1. Wood. Take the time to find wood that is as straight, non-cupped, non-twisted, and perfect as possible. It may be possible to correct defects, but it's a lot easier if you find some good wood to start out. Avoid wood with dark streaks along the edge. When you plane it down later, the dark streaks may open up to reveal pockets of sap. It is messy to clean up, so just avoid those boards.
2. Amount. Mill more wood than you think you will need to complete the project. That way you can have some test pieces to try out your set ups.
3. Test Pieces. Definitely use them. If you try to get the setup right on a piece you intend to incorporate into your project, you may have to either rework it, or may even have to discard it if you really honk it up.
4. Measuring and Marking. Use a ruler or other marking device that is either tapered at the edge or is thin enough to allow you to acurately mark the cut. A thick ruler can introduce significant error when you try to transfer the dimension from the ruler to your stock. Even better, look for ways to do your woodworking that require no measurement. If you do need to measure and mark, use a sharp pencil (I use a 0.7 mm lead mechanical pencil) or other precise marking device to mark the cut (marking knives are probably more accurate, but I have a hard time seeing the mark so do not use one). A dull pencil has a line thickness wide enough to introduce error, so don't use it.
5. Jigs and Fixtures. They make getting good results a lot easier and more likely. Consider using a jig or fixture whenever accuracy or repeatability is important.

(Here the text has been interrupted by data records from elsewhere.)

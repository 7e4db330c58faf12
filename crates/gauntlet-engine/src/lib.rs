pub mod config;
pub mod factory;
pub mod link;
pub mod uci;

pub use config::{EngineConfig, EngineOption, EngineRegistry};
pub use factory::{EngineFactory, LinkCreator, StartReport, StartedEngine};
pub use link::{EngineLink, EventSink, UciLink};
use serde::{Deserialize, Serialize};

/// UCI `info` 行のスナップショット。
///
/// score は cp / mate のどちらか一方のみ保持する。
#[derive(Clone, Debug, Default, PartialEq, Eq, Serialize, Deserialize)]
pub struct SearchInfo {
    #[serde(skip_serializing_if = "Option::is_none")]
    pub depth: Option<u32>,
    #[serde(skip_serializing_if = "Option::is_none")]
    pub seldepth: Option<u32>,
    #[serde(skip_serializing_if = "Option::is_none")]
    pub multipv: Option<u32>,
    #[serde(skip_serializing_if = "Option::is_none")]
    pub score_cp: Option<i32>,
    #[serde(skip_serializing_if = "Option::is_none")]
    pub score_mate: Option<i32>,
    #[serde(skip_serializing_if = "Option::is_none")]
    pub nodes: Option<u64>,
    #[serde(skip_serializing_if = "Option::is_none")]
    pub nps: Option<u64>,
    #[serde(skip_serializing_if = "Option::is_none")]
    pub time_ms: Option<u64>,
    #[serde(skip_serializing_if = "Option::is_none")]
    pub currmove: Option<String>,
    #[serde(default, skip_serializing_if = "Vec::is_empty")]
    pub pv: Vec<String>,
}

impl SearchInfo {
    /// `info ...` 行を解析する。info 行でなければ None。
    pub fn parse(line: &str) -> Option<SearchInfo> {
        let tokens: Vec<&str> = line.split_whitespace().collect();
        if tokens.first().copied() != Some("info") {
            return None;
        }
        let mut out = SearchInfo::default();
        let mut i = 1;
        while i < tokens.len() {
            match tokens[i] {
                "depth" => {
                    if i + 1 < tokens.len() {
                        out.depth = tokens[i + 1].parse::<u32>().ok();
                        i += 1;
                    }
                }
                "seldepth" => {
                    if i + 1 < tokens.len() {
                        out.seldepth = tokens[i + 1].parse::<u32>().ok();
                        i += 1;
                    }
                }
                "multipv" => {
                    if i + 1 < tokens.len() {
                        out.multipv = tokens[i + 1].parse::<u32>().ok();
                        i += 1;
                    }
                }
                "nodes" => {
                    if i + 1 < tokens.len() {
                        out.nodes = tokens[i + 1].parse::<u64>().ok();
                        i += 1;
                    }
                }
                "nps" => {
                    if i + 1 < tokens.len() {
                        out.nps = tokens[i + 1].parse::<u64>().ok();
                        i += 1;
                    }
                }
                "time" => {
                    if i + 1 < tokens.len() {
                        out.time_ms = tokens[i + 1].parse::<u64>().ok();
                        i += 1;
                    }
                }
                "currmove" => {
                    if i + 1 < tokens.len() {
                        out.currmove = Some(tokens[i + 1].to_string());
                        i += 1;
                    }
                }
                "score" => {
                    if i + 2 < tokens.len() {
                        match tokens[i + 1] {
                            "cp" => {
                                out.score_cp = tokens[i + 2].parse::<i32>().ok();
                                out.score_mate = None;
                                i += 2;
                            }
                            "mate" => {
                                out.score_mate = tokens[i + 2].parse::<i32>().ok();
                                out.score_cp = None;
                                i += 2;
                            }
                            _ => {}
                        }
                    }
                }
                "pv" => {
                    let mut pv = Vec::new();
                    let mut j = i + 1;
                    while j < tokens.len() {
                        pv.push(tokens[j].to_string());
                        j += 1;
                    }
                    if !pv.is_empty() {
                        out.pv = pv;
                    }
                    break;
                }
                _ => {}
            }
            i += 1;
        }
        Some(out)
    }

    pub fn has_pv(&self) -> bool {
        !self.pv.is_empty()
    }

    pub fn pv_text(&self) -> String {
        self.pv.join(" ")
    }
}

#[cfg(test)]
mod tests {
    use super::*;

    #[test]
    fn parse_reads_primary_fields_and_pv() {
        let info = SearchInfo::parse(
            "info depth 10 seldepth 12 multipv 1 nodes 12345 time 67 nps 890 score cp 34 pv e2e4 e7e5",
        )
        .unwrap();
        assert_eq!(info.depth, Some(10));
        assert_eq!(info.seldepth, Some(12));
        assert_eq!(info.multipv, Some(1));
        assert_eq!(info.nodes, Some(12_345));
        assert_eq!(info.time_ms, Some(67));
        assert_eq!(info.nps, Some(890));
        assert_eq!(info.score_cp, Some(34));
        assert_eq!(info.score_mate, None);
        assert_eq!(info.pv, vec!["e2e4".to_string(), "e7e5".to_string()]);
    }

    #[test]
    fn parse_keeps_score_exclusive() {
        let info = SearchInfo::parse("info depth 20 score mate 3 pv d1h5").unwrap();
        assert_eq!(info.score_mate, Some(3));
        assert_eq!(info.score_cp, None);
        assert!(info.has_pv());
    }

    #[test]
    fn parse_reads_currmove_without_pv() {
        let info = SearchInfo::parse("info depth 8 currmove g1f3 currmovenumber 2").unwrap();
        assert_eq!(info.currmove.as_deref(), Some("g1f3"));
        assert!(!info.has_pv());
    }

    #[test]
    fn parse_rejects_non_info_lines() {
        assert!(SearchInfo::parse("bestmove e2e4").is_none());
    }
}
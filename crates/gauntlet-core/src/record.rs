use serde::{Deserialize, Serialize};

use crate::error::PositionError;
use crate::position::ShadowPosition;
use crate::search_info::SearchInfo;
use crate::time_control::{GoLimits, TimeControl};

/// 1手あたりに保持する探索スナップショットの上限。
pub const SNAPSHOT_CAP: usize = 64;

/// 開始局面。標準初期配置か FEN 指定。
#[derive(Clone, Debug, Default, PartialEq, Eq, Serialize, Deserialize)]
pub enum StartPosition {
    #[default]
    Standard,
    Fen(String),
}

#[derive(Clone, Copy, Debug, Default, PartialEq, Eq, Serialize, Deserialize)]
pub enum GameOutcome {
    #[default]
    Ongoing,
    WhiteWins,
    BlackWins,
    Draw,
}

impl GameOutcome {
    pub fn label(self) -> &'static str {
        match self {
            GameOutcome::Ongoing => "ongoing",
            GameOutcome::WhiteWins => "white_win",
            GameOutcome::BlackWins => "black_win",
            GameOutcome::Draw => "draw",
        }
    }

    /// 指定側の負け。
    pub fn loss_for(white: bool) -> Self {
        if white {
            GameOutcome::BlackWins
        } else {
            GameOutcome::WhiteWins
        }
    }

    pub fn is_loss_for(self, white: bool) -> bool {
        self == Self::loss_for(white)
    }
}

#[derive(Clone, Copy, Debug, Default, PartialEq, Eq, Serialize, Deserialize)]
pub enum GameEndCause {
    #[default]
    Unterminated,
    Checkmate,
    Stalemate,
    DrawRule,
    IllegalMove,
    Timeout,
    Disconnect,
    Resignation,
    Stopped,
}

impl GameEndCause {
    pub fn label(self) -> &'static str {
        match self {
            GameEndCause::Unterminated => "unterminated",
            GameEndCause::Checkmate => "checkmate",
            GameEndCause::Stalemate => "stalemate",
            GameEndCause::DrawRule => "draw_rule",
            GameEndCause::IllegalMove => "illegal_move",
            GameEndCause::Timeout => "timeout",
            GameEndCause::Disconnect => "disconnect",
            GameEndCause::Resignation => "resign",
            GameEndCause::Stopped => "stopped",
        }
    }
}

/// 終局理由と勝敗の組。開始時は「継続中」。
#[derive(Clone, Copy, Debug, Default, PartialEq, Eq, Serialize, Deserialize)]
pub struct GameEndResult {
    pub outcome: GameOutcome,
    pub cause: GameEndCause,
}

impl GameEndResult {
    pub fn new(outcome: GameOutcome, cause: GameEndCause) -> Self {
        Self { outcome, cause }
    }

    pub fn ongoing() -> Self {
        Self::default()
    }

    pub fn is_over(&self) -> bool {
        self.cause != GameEndCause::Unterminated
    }
}

/// 1手 (1 ply) の記録。GameRecord へ追加された後は不変。
#[derive(Clone, Debug, Default, PartialEq, Serialize, Deserialize)]
pub struct MoveRecord {
    /// エンジンが返した生のトークン。違反手のときは空のまま。
    pub token: String,
    pub uci: String,
    pub san: String,
    #[serde(skip_serializing_if = "Option::is_none")]
    pub ponder_token: Option<String>,
    pub elapsed_ms: u64,
    #[serde(skip_serializing_if = "Option::is_none")]
    pub score_cp: Option<i32>,
    #[serde(skip_serializing_if = "Option::is_none")]
    pub score_mate: Option<i32>,
    #[serde(skip_serializing_if = "Option::is_none")]
    pub depth: Option<u32>,
    #[serde(skip_serializing_if = "Option::is_none")]
    pub seldepth: Option<u32>,
    #[serde(skip_serializing_if = "Option::is_none")]
    pub multipv: Option<u32>,
    #[serde(skip_serializing_if = "Option::is_none")]
    pub nodes: Option<u64>,
    pub pv: String,
    /// 探索途中のスナップショット履歴。PV 無しの行は最後の要素へ
    /// 上書きマージし、PV を初めて含んだ行から恒久エントリになる。
    #[serde(default, skip_serializing_if = "Vec::is_empty")]
    pub snapshots: Vec<SearchInfo>,
    pub halfmove_clock: u32,
    pub engine_id: u64,
    /// 0始まりの half-move 番号。
    pub ply: u32,
}

impl MoveRecord {
    /// 探索開始時点の空レコード。
    pub fn begin(engine_id: u64, ply: u32) -> Self {
        Self {
            engine_id,
            ply,
            ..Self::default()
        }
    }

    /// info スナップショットを取り込む。
    ///
    /// スカラー値は常に最新で上書きし、履歴は「PV が届くまで最後の
    /// エントリにマージする」規則で圧縮する。info 1行ごとに 1 レコードを
    /// 作らないための措置で、PV の履歴だけは保存される。
    pub fn absorb_info(&mut self, info: &SearchInfo) {
        if let Some(d) = info.depth {
            self.depth = Some(d);
        }
        if let Some(d) = info.seldepth {
            self.seldepth = Some(d);
        }
        if let Some(m) = info.multipv {
            self.multipv = Some(m);
        }
        if let Some(n) = info.nodes {
            self.nodes = Some(n);
        }
        if let Some(cp) = info.score_cp {
            self.score_cp = Some(cp);
            self.score_mate = None;
        }
        if let Some(mate) = info.score_mate {
            self.score_mate = Some(mate);
            self.score_cp = None;
        }
        if info.has_pv() {
            self.pv = info.pv_text();
        }

        // PV がまだ無い直前のスナップショットへは上書きマージ。
        // 上限に達した後も最後の要素を入れ替えるだけで伸ばさない
        let full = self.snapshots.len() >= SNAPSHOT_CAP;
        match self.snapshots.last_mut() {
            Some(last) if !last.has_pv() || full => *last = info.clone(),
            _ => self.snapshots.push(info.clone()),
        }
    }
}

/// 対局の正本。GameContext が排他的に所有し、ロック越しにのみ読まれる。
#[derive(Clone, Debug, Serialize, Deserialize)]
pub struct GameRecord {
    pub start: StartPosition,
    /// 開始局面から先行して並べる手 (UCI トークン)。
    pub pre_moves: Vec<String>,
    pub moves: Vec<MoveRecord>,
    pub white_tc: TimeControl,
    pub black_tc: TimeControl,
    pub white_name: String,
    pub black_name: String,
    pub round: u32,
    pub game_in_round: u32,
    pub result: GameEndResult,
}

impl Default for GameRecord {
    fn default() -> Self {
        Self {
            start: StartPosition::Standard,
            pre_moves: Vec::new(),
            moves: Vec::new(),
            white_tc: TimeControl::default(),
            black_tc: TimeControl::default(),
            white_name: String::new(),
            black_name: String::new(),
            round: 0,
            game_in_round: 0,
            result: GameEndResult::ongoing(),
        }
    }
}

impl GameRecord {
    pub fn new() -> Self {
        Self::default()
    }

    pub fn from_start(start: StartPosition, pre_moves: Vec<String>) -> Self {
        Self {
            start,
            pre_moves,
            ..Self::default()
        }
    }

    /// 対局を保ったまま棋譜だけを初期化する。
    pub fn reset_moves(&mut self) {
        self.moves.clear();
        self.result = GameEndResult::ongoing();
    }

    pub fn append(&mut self, mv: MoveRecord) {
        self.moves.push(mv);
    }

    /// ナビゲーション用の巻き戻し。対局中は呼ばれない。
    pub fn truncate(&mut self, len: usize) {
        self.moves.truncate(len);
        if !self.moves.is_empty() || self.result.is_over() {
            self.result = GameEndResult::ongoing();
        }
    }

    /// 次に指される half-move 番号。
    pub fn next_ply(&self) -> u32 {
        (self.pre_moves.len() + self.moves.len()) as u32
    }

    /// 現局面を開始局面+手列から再構成する。
    pub fn shadow(&self) -> Result<ShadowPosition, PositionError> {
        let mut shadow = ShadowPosition::new(&self.start, &self.pre_moves)?;
        for mv in &self.moves {
            if mv.uci.is_empty() {
                break;
            }
            shadow.apply_token(&mv.uci)?;
        }
        Ok(shadow)
    }

    pub fn white_to_move(&self) -> bool {
        self.shadow().map(|s| s.white_to_move()).unwrap_or(true)
    }

    /// 開始局面で白番だったか。手の帰属 (どの手が白の手か) を決める。
    fn white_started(&self) -> bool {
        ShadowPosition::new(&self.start, &self.pre_moves)
            .map(|s| s.white_to_move())
            .unwrap_or(true)
    }

    /// 指定側がこれまでに消費した思考時間の合計 (ms)。
    pub fn elapsed_ms(&self, white: bool) -> u64 {
        let white_first = self.white_started();
        self.moves
            .iter()
            .enumerate()
            .filter(|(i, _)| (i % 2 == 0) == (white == white_first))
            .map(|(_, mv)| mv.elapsed_ms)
            .sum()
    }

    /// 指定側の消化手数。
    pub fn moves_by(&self, white: bool) -> u32 {
        let white_first = self.white_started();
        self.moves
            .iter()
            .enumerate()
            .filter(|(i, _)| (i % 2 == 0) == (white == white_first))
            .count() as u32
    }

    pub fn time_control_for(&self, white: bool) -> &TimeControl {
        if white { &self.white_tc } else { &self.black_tc }
    }

    /// 手番側の GoLimits を導出する。
    pub fn go_limits(&self) -> GoLimits {
        GoLimits::from_controls(
            &self.white_tc,
            &self.black_tc,
            self.elapsed_ms(true),
            self.elapsed_ms(false),
            self.moves_by(true),
            self.moves_by(false),
            self.white_to_move(),
        )
    }

    /// ルールのみで決まる終局結果。局面再構成に失敗した場合は継続扱い。
    pub fn rule_result(&self) -> GameEndResult {
        self.shadow()
            .map(|s| s.local_result())
            .unwrap_or_else(|_| GameEndResult::ongoing())
    }
}
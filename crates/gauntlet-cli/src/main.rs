//! エンジン対エンジンのトーナメントランナー。
//!
//! 2つの UCI エンジンを指定局数だけ戦わせ、棋譜と検証結果を
//! JSONL へ書き出して W-L-D と Elo 差を要約する。

use std::fs::{self, File};
use std::io::{BufWriter, Write};
use std::path::PathBuf;
use std::sync::atomic::{AtomicBool, Ordering};
use std::sync::{Arc, Mutex};

use anyhow::{Context, Result, bail};
use clap::Parser;
use gauntlet_core::{
    GameOutcome, GameRecord, RecordingReporter, Reporter, StartPosition, TimeControl,
};
use gauntlet_engine::{EngineConfig, EngineRegistry};
use gauntlet_session::{GameManagerPool, GameTask, PoolConfig, TaskProvider, TestTournament};

#[derive(Parser, Debug)]
#[command(name = "gauntlet", about = "Run an engine-vs-engine UCI tournament")]
struct Args {
    /// 1つ目のエンジンの実行ファイル
    #[arg(long)]
    engine1: PathBuf,

    /// 1つ目のエンジンの表示名
    #[arg(long, default_value = "engine1")]
    name1: String,

    /// 2つ目のエンジンの実行ファイル
    #[arg(long)]
    engine2: PathBuf,

    /// 2つ目のエンジンの表示名
    #[arg(long, default_value = "engine2")]
    name2: String,

    /// 対局数
    #[arg(long, default_value_t = 10)]
    games: u32,

    /// 同時に走らせる対局数
    #[arg(long, default_value_t = 1)]
    concurrency: usize,

    /// 持ち時間 (ms)
    #[arg(long, default_value_t = 60_000)]
    base_ms: u64,

    /// 1手ごとの加算 (ms)
    #[arg(long, default_value_t = 1_000)]
    inc_ms: u64,

    /// 1手固定時間 (ms)。指定すると持ち時間は使わない
    #[arg(long)]
    movetime_ms: Option<u64>,

    /// 探索深さの上限
    #[arg(long)]
    depth: Option<u32>,

    /// エンジン定義 TOML。表示名が一致する項目で設定を上書きする
    #[arg(long)]
    engines_toml: Option<PathBuf>,

    /// 開始局面リスト (1行1FEN)
    #[arg(long)]
    openings: Option<PathBuf>,

    /// 開始局面を使う前にシャッフルする
    #[arg(long)]
    shuffle_openings: bool,

    /// ログ出力先ディレクトリ
    #[arg(long, default_value = "gauntlet-out")]
    out_dir: PathBuf,

    /// ponder を有効にする
    #[arg(long)]
    ponder: bool,

    /// 1手ごとにログへ出す
    #[arg(long)]
    log_moves: bool,

    /// 対局ごとに先後を入れ替えない
    #[arg(long)]
    fixed_colors: bool,
}

/// 終局した棋譜を JSONL へ追記してから内側の大会へ渡す。
struct JsonlRecorder {
    inner: Arc<TestTournament>,
    writer: Mutex<BufWriter<File>>,
}

impl JsonlRecorder {
    fn create(inner: Arc<TestTournament>, path: &PathBuf) -> Result<Self> {
        let file = File::create(path)
            .with_context(|| format!("failed to create {}", path.display()))?;
        Ok(Self {
            inner,
            writer: Mutex::new(BufWriter::new(file)),
        })
    }

    fn append(&self, record: &GameRecord) -> Result<()> {
        #[derive(serde::Serialize)]
        struct Line<'a> {
            at: String,
            outcome: &'static str,
            cause: &'static str,
            record: &'a GameRecord,
        }
        let line = Line {
            at: chrono::Local::now().to_rfc3339(),
            outcome: record.result.outcome.label(),
            cause: record.result.cause.label(),
            record,
        };
        let mut writer = self.writer.lock().unwrap_or_else(|e| e.into_inner());
        serde_json::to_writer(&mut *writer, &line)?;
        writer.write_all(b"\n")?;
        writer.flush()?;
        Ok(())
    }
}

impl TaskProvider for JsonlRecorder {
    fn next_task(&self) -> Option<GameTask> {
        self.inner.next_task()
    }

    fn set_game_record(&self, record: GameRecord) {
        if let Err(e) = self.append(&record) {
            log::error!("failed to write game log: {e}");
        }
        self.inner.set_game_record(record);
    }
}

fn engine_config(
    registry: Option<&EngineRegistry>,
    name: &str,
    path: &PathBuf,
    ponder: bool,
) -> EngineConfig {
    if let Some(found) = registry.and_then(|r| r.get(name)) {
        return found.clone();
    }
    let mut cfg = EngineConfig::new(name, path.clone());
    cfg.ponder = ponder;
    cfg
}

fn time_control(args: &Args) -> TimeControl {
    if args.movetime_ms.is_some() || args.depth.is_some() {
        TimeControl {
            move_time_ms: args.movetime_ms,
            depth: args.depth,
            ..TimeControl::default()
        }
    } else {
        TimeControl::with_base(args.base_ms, args.inc_ms)
    }
}

fn load_openings(path: &PathBuf) -> Result<Vec<StartPosition>> {
    let text = fs::read_to_string(path)
        .with_context(|| format!("failed to read {}", path.display()))?;
    let openings: Vec<StartPosition> = text
        .lines()
        .map(str::trim)
        .filter(|l| !l.is_empty() && !l.starts_with('#'))
        .map(|l| StartPosition::Fen(l.to_string()))
        .collect();
    if openings.is_empty() {
        bail!("{} contains no positions", path.display());
    }
    Ok(openings)
}

/// 片側視点の勝敗集計。
#[derive(Default)]
struct Score {
    wins: u32,
    losses: u32,
    draws: u32,
}

impl Score {
    fn tally(games: &[GameRecord], name: &str) -> Self {
        let mut score = Self::default();
        for game in games {
            let as_white = game.white_name == name;
            match game.result.outcome {
                GameOutcome::Draw => score.draws += 1,
                GameOutcome::WhiteWins if as_white => score.wins += 1,
                GameOutcome::BlackWins if !as_white => score.wins += 1,
                GameOutcome::Ongoing => {}
                _ => score.losses += 1,
            }
        }
        score
    }

    fn total(&self) -> u32 {
        self.wins + self.losses + self.draws
    }

    /// 勝率から Elo 差を推定する。全勝・全敗では計算できないので None。
    fn elo_diff(&self) -> Option<f64> {
        let n = f64::from(self.total());
        if n == 0.0 {
            return None;
        }
        let points = f64::from(self.wins) + f64::from(self.draws) * 0.5;
        let rate = points / n;
        if rate <= 0.0 || rate >= 1.0 {
            return None;
        }
        Some(-400.0 * (1.0 / rate - 1.0).log10())
    }
}

fn write_run_meta(args: &Args, tc: &TimeControl) -> Result<()> {
    #[derive(serde::Serialize)]
    struct Meta<'a> {
        started_at: String,
        engine1: &'a str,
        engine2: &'a str,
        games: u32,
        concurrency: usize,
        time_control: &'a TimeControl,
    }
    let meta = Meta {
        started_at: chrono::Local::now().to_rfc3339(),
        engine1: &args.name1,
        engine2: &args.name2,
        games: args.games,
        concurrency: args.concurrency,
        time_control: tc,
    };
    let path = args.out_dir.join("meta.json");
    let file = File::create(&path)
        .with_context(|| format!("failed to create {}", path.display()))?;
    serde_json::to_writer_pretty(file, &meta)?;
    Ok(())
}

fn main() -> Result<()> {
    env_logger::Builder::from_env(env_logger::Env::default().default_filter_or("info")).init();
    let args = Args::parse();
    if args.games == 0 {
        bail!("--games must be at least 1");
    }
    if args.name1 == args.name2 {
        bail!("--name1 and --name2 must differ");
    }

    let registry = match &args.engines_toml {
        Some(path) => Some(EngineRegistry::load(path)?),
        None => None,
    };
    let cfg1 = engine_config(registry.as_ref(), &args.name1, &args.engine1, args.ponder);
    let cfg2 = engine_config(registry.as_ref(), &args.name2, &args.engine2, args.ponder);
    let tc = time_control(&args);

    fs::create_dir_all(&args.out_dir)
        .with_context(|| format!("failed to create {}", args.out_dir.display()))?;
    write_run_meta(&args, &tc)?;

    let reporter = Arc::new(RecordingReporter::new());
    let mut tournament = TestTournament::new(
        vec![(tc, tc)],
        args.games,
        reporter.clone() as Arc<dyn Reporter>,
    );
    if let Some(path) = &args.openings {
        let mut openings = load_openings(path)?;
        if args.shuffle_openings {
            use rand::seq::SliceRandom;
            openings.shuffle(&mut rand::rng());
        }
        tournament = tournament.with_openings(openings);
    }
    let tournament = Arc::new(tournament);
    let games_path = args.out_dir.join("games.jsonl");
    let provider = Arc::new(JsonlRecorder::create(tournament.clone(), &games_path)?);

    let shutdown = Arc::new(AtomicBool::new(false));
    let handler_flag = shutdown.clone();
    ctrlc::set_handler(move || {
        log::info!("interrupt received, finishing current games");
        handler_flag.store(true, Ordering::Relaxed);
    })
    .context("failed to install signal handler")?;

    log::info!(
        "{} vs {}: {} games, {} worker(s)",
        args.name1,
        args.name2,
        args.games,
        args.concurrency
    );
    let pool = GameManagerPool::new(
        PoolConfig {
            white: cfg1,
            black: cfg2,
            concurrency: args.concurrency,
            log_moves: args.log_moves,
            alternate_colors: !args.fixed_colors,
        },
        provider,
        reporter.clone() as Arc<dyn Reporter>,
        shutdown,
    );
    pool.run();

    let games = tournament.finished_games();
    let score = Score::tally(&games, &args.name1);
    let elo = score
        .elo_diff()
        .map(|d| format!("{d:+.1}"))
        .unwrap_or_else(|| "n/a".to_string());
    println!(
        "{} vs {}: +{} -{} ={} in {} games (elo {elo})",
        args.name1,
        args.name2,
        score.wins,
        score.losses,
        score.draws,
        games.len()
    );
    let failures = reporter.failures();
    if failures.is_empty() {
        println!("all checks passed");
    } else {
        println!("{} failed check(s):", failures.len());
        for entry in &failures {
            println!("  [{}] {}", entry.topic, entry.detail);
        }
    }
    println!("game log written to {}", games_path.display());
    Ok(())
}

6. Haste. Don't hurry. Every time I get in a rush, I screw something up. So, I decided that since woodworking is a hobby for me, not a job (see #10 below), I'm going to gear it down and go slow every time I get in the shop. I have more fun and less frustration if I don't push.
7. Safety. It just has to be the number one priority. My woodworking will not be fun if I do myself some damage, so I try to look at every task and decide how I might get hurt and then plan it to eliminate that possibility. I'm sure I miss some, but I'm a lot better off than if I didn't think about it at all.
8.Set-ups. I've come to believe that any set-up that relies upon friction between two parts that can move relative to one another, for example, my saw's miter gauge, is suspect and must be checked constantly. If it can move, it will move, and usually at the most inopportune time. I've come to really like setups using jigs and fixtures that have fixed geometric relationships, like the cross-cut sled, and mitering sled which both have no moveable parts. Once a setup is perfected, don't change it until you have run all the stock that requires that setup. I have found that it is very difficult to exactly recreate setups once I reposition anything. Maybe once I develop more skill that will change, but for now, that's the way it is.
9. Tools. If accuracy or good appearance is required, a sharp tool is required. Sharp tools are also safer because it takes a lot less muscle to move them through the wood. Also, for a low skill newbie like me, it is a lot easier to get good results when I use a good, high quality tool, so I've determined I will pay the price and get good stuff, even if I have less of it as a result. I'm sure that most of the skilled folks can make a Queen Anne highboy using just a pocketknife, a rusty screwdriver and a pair of vice grips, but I'm not very skillful yet and so I need tools that don't require years of experience or lots of hand-eye coordination to adjust and operate. Such tools are usually a little more expensive, but, for me, it is necessary to get the best. That said, I find it helpful to read the reviews, because sometimes the best is not the most expensive.
10 Attitude. I'm going to hang a sign on the entrance to my shop "Remember, this is a hobby, NOT a job!" and try to incorporate that approach into everything I do once I walk through that door. Hobbies are supposed to extend one's lifespan by providing relaxation and a change of pace. I've got to try and leave the Type A elements of my personality outside the door if that is going to happen. If things aren't going right, its probably time to quit for awhile, or at least take a break.
I hope these hints will help the other newbies to get better results and have more fun getting them.
Last edited by rstermer; 05-14-2008 at 02:24 PM.